Income Property Investing Gets Easier

We’re not silly enough to claim that income property investing will ever be easy, but current market conditions have changed enough that the big institutional investors are dialing down their presence. Why? In particular, fewer foreclosures are now available and not as many fill the pipeline. With cheap and easy pickings down, smaller investors should start to see less competition than at any time time since 2007.

These days, a small investor often feels he/she can’t compete with the deep pockets and devil-may-care attitude of a big buyer. But is this the reality? By the numbers, institutional investor purchases made up 5.9 percent of U.S. housing sales during the month of February. This number is down from 7.2 percent the prior year.

This reality should give smaller investors a boost in their step because it’s obvious that the truth of the matter is the housing market, from an investing perspective, is highly fragmented and is far from being dominated by big players.

Institutional investor, the Blackstone Group, was spending money at the rate of $100 million per week last year. As the supply of foreclosures have dried up, Blackstone is spending at a 70 percent reduced pace. Back in those halcyon days of income property investing, the major players didn’t even bother with traditional research and analysis. It was as simple as buy, buy, buy!

Ever since the housing decline started in 2007, an increasing rate of foreclosures drove the market. With fewer foreclosures being offered, and the price of houses on the market creeping up, groups like Blackstone are no longer in the mood to purchase everything in sight.

Believe it or not, the prospect of rising prices are good news for small real estate investors with an in-depth knowledge of local market conditions. As mentioned, large investors are no longer buyinging houses indiscriminately, which leaves an opening for the more nimble “mom-and-pop” operators to step in and add a house or three to their portfolio.

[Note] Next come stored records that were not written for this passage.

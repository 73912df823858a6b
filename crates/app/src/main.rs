use std::path::PathBuf;

use anyhow::Context;
use chrono::{DateTime, Utc};
use clap::{Parser, Subcommand};
use learn_core::model::{
    CourseId, LearningSession, LessonId, ModuleId, SessionId, UserCourseProgress, UserId,
};
use serde::Serialize;
use services::{Clock, ProgressServices, TrackProgress};
use storage::repository::Storage;
use tracing_subscriber::{layer::SubscriberExt, util::SubscriberInitExt};

mod catalog_file;
mod config;

use catalog_file::Catalog;

#[derive(Parser)]
#[command(name = "learn-progress")]
#[command(about = "Track lesson, module and course progress", long_about = None)]
struct Cli {
    /// SQLite database URL or path
    #[arg(long = "db", env = "LEARN_DB_URL", default_value = config::DEFAULT_DB_URL)]
    db_url: String,

    #[command(subcommand)]
    command: Commands,
}

#[derive(Subcommand)]
enum Commands {
    /// Publish course and module outlines from a JSON file
    ImportCatalog {
        path: PathBuf,
    },
    /// Record lesson activity
    Track {
        #[arg(long)]
        user: String,
        #[arg(long)]
        module: String,
        #[arg(long)]
        lesson: String,
        /// not_started, in_progress or completed
        #[arg(long)]
        status: String,
        /// Seconds spent since the last update
        #[arg(long, default_value = "0", allow_negative_numbers = true)]
        time_spent: i64,
        /// RFC 3339 completion time; defaults to now for completed lessons
        #[arg(long)]
        completed_at: Option<DateTime<Utc>>,
        /// Idempotency key for retried requests
        #[arg(long)]
        request_id: Option<String>,
    },
    /// Show module progress and the recommended next step
    Module {
        #[arg(long)]
        user: String,
        #[arg(long)]
        module: String,
        /// Lesson the learner is looking at
        #[arg(long)]
        current: Option<String>,
    },
    /// Suggest a completed lesson to revisit
    Review {
        #[arg(long)]
        user: String,
        #[arg(long)]
        module: String,
    },
    /// Start a learning session on a course
    Start {
        course: String,
    },
    /// Complete the current block of a session
    Advance {
        session: String,
    },
    /// Answer the current question of a session
    Answer {
        session: String,
        answer: String,
    },
    /// Attach a note to the current block of a session
    Insight {
        session: String,
        text: String,
    },
    /// List the notes of a session
    Insights {
        session: String,
    },
    /// Show course progress and the active session
    Course {
        course: String,
    },
}

#[derive(Serialize)]
struct CourseReport {
    progress: Option<UserCourseProgress>,
    active_session: Option<LearningSession>,
}

fn init_tracing() {
    tracing_subscriber::registry()
        .with(tracing_subscriber::EnvFilter::new(
            std::env::var("RUST_LOG").unwrap_or_else(|_| config::DEFAULT_LOG_FILTER.into()),
        ))
        .with(tracing_subscriber::fmt::layer().with_writer(std::io::stderr))
        .init();
}

fn print_json<T: Serialize>(value: &T) -> anyhow::Result<()> {
    println!("{}", serde_json::to_string_pretty(value)?);
    Ok(())
}

async fn run(cli: Cli) -> anyhow::Result<()> {
    let db_url = config::normalize_sqlite_url(&cli.db_url);
    config::prepare_sqlite_file(&db_url)?;
    let storage = Storage::sqlite(&db_url)
        .await
        .with_context(|| format!("opening {db_url}"))?;
    let services = ProgressServices::from_storage(storage, Clock::default_clock());

    match cli.command {
        Commands::ImportCatalog { path } => {
            Catalog::load(&path)?.publish(services.storage()).await?;
        }
        Commands::Track {
            user,
            module,
            lesson,
            status,
            time_spent,
            completed_at,
            request_id,
        } => {
            let request = TrackProgress {
                user_id: user,
                module_id: module,
                lesson_id: lesson,
                status,
                time_spent_secs: time_spent,
                completed_at,
                request_id,
            };
            print_json(&services.lessons().track_progress(&request).await?)?;
        }
        Commands::Module {
            user,
            module,
            current,
        } => {
            let current = current.map(LessonId::new).transpose()?;
            let overview = services
                .modules()
                .module_overview(&UserId::new(user)?, &ModuleId::new(module)?, current.as_ref())
                .await?;
            print_json(&overview)?;
        }
        Commands::Review { user, module } => {
            let review = services
                .modules()
                .review_suggestion(&UserId::new(user)?, &ModuleId::new(module)?)
                .await?;
            print_json(&review)?;
        }
        Commands::Start { course } => {
            print_json(&services.sessions().start_session(&CourseId::new(course)?).await?)?;
        }
        Commands::Advance { session } => {
            print_json(&services.sessions().advance(&SessionId::new(session)?).await?)?;
        }
        Commands::Answer { session, answer } => {
            let session = services
                .sessions()
                .submit_answer(&SessionId::new(session)?, &answer)
                .await?;
            print_json(&session)?;
        }
        Commands::Insight { session, text } => {
            let insight = services
                .sessions()
                .record_insight(&SessionId::new(session)?, &text)
                .await?;
            print_json(&insight)?;
        }
        Commands::Insights { session } => {
            print_json(&services.sessions().list_insights(&SessionId::new(session)?).await?)?;
        }
        Commands::Course { course } => {
            let course_id = CourseId::new(course)?;
            let sessions = services.sessions();
            let report = CourseReport {
                progress: sessions.course_progress(&course_id).await?,
                active_session: sessions.active_session(&course_id).await?,
            };
            print_json(&report)?;
        }
    }
    Ok(())
}

#[tokio::main]
async fn main() {
    dotenvy::dotenv().ok();
    init_tracing();
    let cli = Cli::parse();

    if let Err(err) = run(cli).await {
        let retryable = err
            .downcast_ref::<services::ProgressError>()
            .is_some_and(services::ProgressError::is_retryable);
        tracing::error!(retryable, "{err:#}");
        eprintln!("{err:#}");
        // EX_TEMPFAIL lets wrappers retry conflicts and transient storage failures.
        std::process::exit(if retryable { 75 } else { 2 });
    }
}
use serde::{Deserialize, Serialize};
use std::fmt;
use thiserror::Error;

use crate::model::ids::{LessonId, ModuleId};
use crate::model::lesson::{LessonProgress, LessonStatus};

//
// ─── ERRORS ────────────────────────────────────────────────────────────────────
//

#[derive(Debug, Error, Clone, PartialEq, Eq)]
#[non_exhaustive]
pub enum ModuleProgressError {
    #[error("total lessons must be > 0, got {0}")]
    InvalidTotalLessons(i64),

    #[error("lesson {lesson_id} belongs to module {found}, not {expected}")]
    ModuleMismatch {
        lesson_id: LessonId,
        expected: ModuleId,
        found: ModuleId,
    },

    #[error("module outline lists lesson {0} more than once")]
    DuplicateLesson(LessonId),
}

//
// ─── PROGRESS LEVEL ────────────────────────────────────────────────────────────
//

/// Coarse classification of a completion percentage.
///
/// Ordered: a higher percentage never maps to a lower level.
#[derive(Debug, Clone, Copy, PartialEq, Eq, PartialOrd, Ord, Hash, Serialize, Deserialize)]
#[serde(rename_all = "snake_case")]
pub enum ProgressLevel {
    /// 0%
    None,
    /// 1–49%
    Started,
    /// 50–74%
    Halfway,
    /// 75–99%
    NearComplete,
    /// 100%
    Complete,
}

impl ProgressLevel {
    #[must_use]
    pub fn from_percentage(percentage: u8) -> Self {
        match percentage {
            0 => Self::None,
            1..=49 => Self::Started,
            50..=74 => Self::Halfway,
            75..=99 => Self::NearComplete,
            _ => Self::Complete,
        }
    }

    #[must_use]
    pub fn as_str(self) -> &'static str {
        match self {
            Self::None => "none",
            Self::Started => "started",
            Self::Halfway => "halfway",
            Self::NearComplete => "near_complete",
            Self::Complete => "complete",
        }
    }
}

impl fmt::Display for ProgressLevel {
    fn fmt(&self, f: &mut fmt::Formatter<'_>) -> fmt::Result {
        f.write_str(self.as_str())
    }
}

//
// ─── MODULE OUTLINE ────────────────────────────────────────────────────────────
//

/// Ordered lesson list of a module, as published by the course catalog.
#[derive(Debug, Clone, PartialEq, Eq, Serialize)]
pub struct ModuleOutline {
    module_id: ModuleId,
    lessons: Vec<LessonId>,
}

impl ModuleOutline {
    /// # Errors
    ///
    /// Returns `ModuleProgressError::DuplicateLesson` if a lesson id repeats.
    pub fn new(module_id: ModuleId, lessons: Vec<LessonId>) -> Result<Self, ModuleProgressError> {
        for (i, lesson) in lessons.iter().enumerate() {
            if lessons[..i].contains(lesson) {
                return Err(ModuleProgressError::DuplicateLesson(lesson.clone()));
            }
        }
        Ok(Self { module_id, lessons })
    }

    #[must_use]
    pub fn module_id(&self) -> &ModuleId {
        &self.module_id
    }

    #[must_use]
    pub fn lessons(&self) -> &[LessonId] {
        &self.lessons
    }

    #[must_use]
    pub fn total_lessons(&self) -> usize {
        self.lessons.len()
    }
}

//
// ─── MODULE PROGRESS ───────────────────────────────────────────────────────────
//

/// Module-level aggregate derived from lesson records on every read.
#[derive(Debug, Clone, PartialEq, Eq, Serialize)]
pub struct ModuleProgress {
    module_id: ModuleId,
    completed_lessons: u32,
    total_lessons: u32,
    completion_percentage: u8,
    is_completed: bool,
    total_time_spent_secs: u64,
    formatted_time_spent: String,
    remaining_lessons: u32,
    progress_level: ProgressLevel,
    #[serde(skip)]
    lessons: Vec<LessonProgress>,
}

impl ModuleProgress {
    /// Aggregate the tracked lessons of one module.
    ///
    /// `total_lessons` comes from the catalog; tracked rows beyond it do not push
    /// the percentage past 100.
    ///
    /// # Errors
    ///
    /// Returns `ModuleProgressError::InvalidTotalLessons` when `total_lessons <= 0`
    /// and `ModuleProgressError::ModuleMismatch` if a record belongs elsewhere.
    pub fn calculate(
        module_id: ModuleId,
        total_lessons: i64,
        lessons: Vec<LessonProgress>,
    ) -> Result<Self, ModuleProgressError> {
        let total = u32::try_from(total_lessons)
            .ok()
            .filter(|t| *t > 0)
            .ok_or(ModuleProgressError::InvalidTotalLessons(total_lessons))?;

        if let Some(foreign) = lessons.iter().find(|l| l.key().module_id != module_id) {
            return Err(ModuleProgressError::ModuleMismatch {
                lesson_id: foreign.lesson_id().clone(),
                expected: module_id,
                found: foreign.key().module_id.clone(),
            });
        }

        let completed = lessons.iter().filter(|l| l.is_completed()).count();
        let completed = u32::try_from(completed).unwrap_or(u32::MAX);
        let total_time_spent_secs = lessons
            .iter()
            .fold(0_u64, |acc, l| acc.saturating_add(l.time_spent_secs()));
        let completion_percentage = completion_percentage(completed, total);

        Ok(Self {
            module_id,
            completed_lessons: completed,
            total_lessons: total,
            completion_percentage,
            is_completed: completed >= total,
            total_time_spent_secs,
            formatted_time_spent: format_time_spent(total_time_spent_secs),
            remaining_lessons: total.saturating_sub(completed),
            progress_level: ProgressLevel::from_percentage(completion_percentage),
            lessons,
        })
    }

    #[must_use]
    pub fn module_id(&self) -> &ModuleId {
        &self.module_id
    }

    #[must_use]
    pub fn completed_lessons(&self) -> u32 {
        self.completed_lessons
    }

    #[must_use]
    pub fn total_lessons(&self) -> u32 {
        self.total_lessons
    }

    #[must_use]
    pub fn completion_percentage(&self) -> u8 {
        self.completion_percentage
    }

    #[must_use]
    pub fn is_completed(&self) -> bool {
        self.is_completed
    }

    #[must_use]
    pub fn total_time_spent_secs(&self) -> u64 {
        self.total_time_spent_secs
    }

    #[must_use]
    pub fn formatted_time_spent(&self) -> &str {
        &self.formatted_time_spent
    }

    #[must_use]
    pub fn remaining_lessons(&self) -> u32 {
        self.remaining_lessons
    }

    #[must_use]
    pub fn progress_level(&self) -> ProgressLevel {
        self.progress_level
    }

    /// Lesson records the aggregate was computed from.
    #[must_use]
    pub fn lessons(&self) -> &[LessonProgress] {
        &self.lessons
    }

    #[must_use]
    pub fn lesson(&self, lesson_id: &LessonId) -> Option<&LessonProgress> {
        self.lessons.iter().find(|l| l.lesson_id() == lesson_id)
    }

    #[must_use]
    pub fn lesson_status(&self, lesson_id: &LessonId) -> LessonStatus {
        self.lesson(lesson_id)
            .map_or(LessonStatus::NotStarted, LessonProgress::status)
    }
}

/// `round(completed / total * 100)` with halves rounded up, capped at 100.
#[must_use]
pub fn completion_percentage(completed: u32, total: u32) -> u8 {
    if total == 0 {
        return 0;
    }
    let completed = u64::from(completed.min(total));
    let total = u64::from(total);
    let pct = (completed * 200 + total) / (total * 2);
    u8::try_from(pct.min(100)).unwrap_or(100)
}

/// Human-readable duration: `"1h 30m"`, `"2h"`, `"45m"`, and `"0m"` for zero.
#[must_use]
pub fn format_time_spent(secs: u64) -> String {
    let hours = secs / 3600;
    let minutes = (secs % 3600) / 60;
    match (hours, minutes) {
        (0, m) => format!("{m}m"),
        (h, 0) => format!("{h}h"),
        (h, m) => format!("{h}h {m}m"),
    }
}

The lesson to be learned here is don’t believe the hype! Both the media and water cooler conversation like to lament the demise of the small income property investor. It’s not true. Institutional investors never were a major part of the market, and their effect continues to diminish. While you might find yourself frustrated now and then when you run up against a big investor, Jason Hartman would urge you to continue to pursue your acquisition of history’s best investment – real estate. (Image: Flickr | dearanxiety)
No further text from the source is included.